ACE – Auditing Control Environment Software to protect the integrity of digital assets in the long term Hardware/media degradation Security breaches, malicious alterations Infrequent access to most data Evolution of cryptographic schemes Underpinnings are based on rigorous cryptographic techniques. Scalable, cost-effective, and can interoperate with any archiving architecture.
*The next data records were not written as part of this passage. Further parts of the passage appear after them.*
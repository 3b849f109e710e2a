//! Domain types for the ISS tracker.
//!
//! - [`StateVector`]: position + velocity of the station at one epoch
//! - [`Vector3`]: Cartesian triple (km or km/s)
//! - [`GeodeticPosition`]: WGS-84 latitude/longitude/altitude
//! - [`Ephemeris`]: one parsed download of the OEM feed
//! - epoch helpers: parsing, formatting and nearest-epoch search

mod epoch;
mod ephemeris;
mod location;
mod vector;

pub use epoch::*;
pub use ephemeris::*;
pub use location::*;
pub use vector::*;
ACE – Basic Methodology Builds on cryptographic hashing by introducing additional layers of trust. Layers of cryptographic summary information Is not confined to the local processes of the archive, and assumes a third-party, which is not fully trusted. An independent party can assert the correctness of any object in the future based on the archive’s information and publically available information.

ACE Audit Manager

ACE Summary Software to track the availability and integrity of the archive’s data holdings. Auditing – local service to periodically verify integrity of files Hash integrity – remote, auditable service to secure hash Extensively tested – main bottleneck is network and I/O bandwidth. Chronopolis 3 Collections 5+ million files, 12.2Tb total High performance, Scalable A single manager can audit over 6 million files a day Version 1.2 publically available

Tracking and Replication Monitoring Portal that provides overview of the status of all the collections in the archive. Enforces policies regarding availability and replication. Tracks files at master locations and periodically copy new files to replica sites. Log actions on a collection and errors during any processing. Currently, incorporated with ACE.

Replication Monitor

Chronopolis Workflow 1. Data is ingested at SDSC. 2. Replication monitor places copies at UMD and NCAR. 3. ACE AM Installations at each site audits local copies 4. Digests from all three sites are compared in the AM to ensure valid replication. 5. AM Provides information for data providers to ensure we are preserving their data

Chronopolis Collections Over 5.5 million files 20+Tb Audit time is ~ 1 week.

Access Technologies for Long Term Archives Search and information discovery within a temporal context. Content exploration to enable knowledge discovery. Indexing structure based on advanced multiversion B-trees. Test and validation on significant scale web archives.

Scalable Technology for Information Discovery of Web Archives Allows discovery through a combination of words and time spans. Efficient for handling temporal queries rather than “search and then filter”: “Retrieve documents containing September 11 which were written before 2001” Returned web links are ranked according to a temporal-based scoring function. Allows the possibility of coalescing similar versions of a web page.

Conclusion Focus has been on platform and architecture – independent tools and services that are specifically tailored to handle core issues in long term archiving. Empirical testing and evaluation using a wide variety of collections and different infrastructures. Released tools to manage distributed ingestion, monitoring, and integrity of archived objects.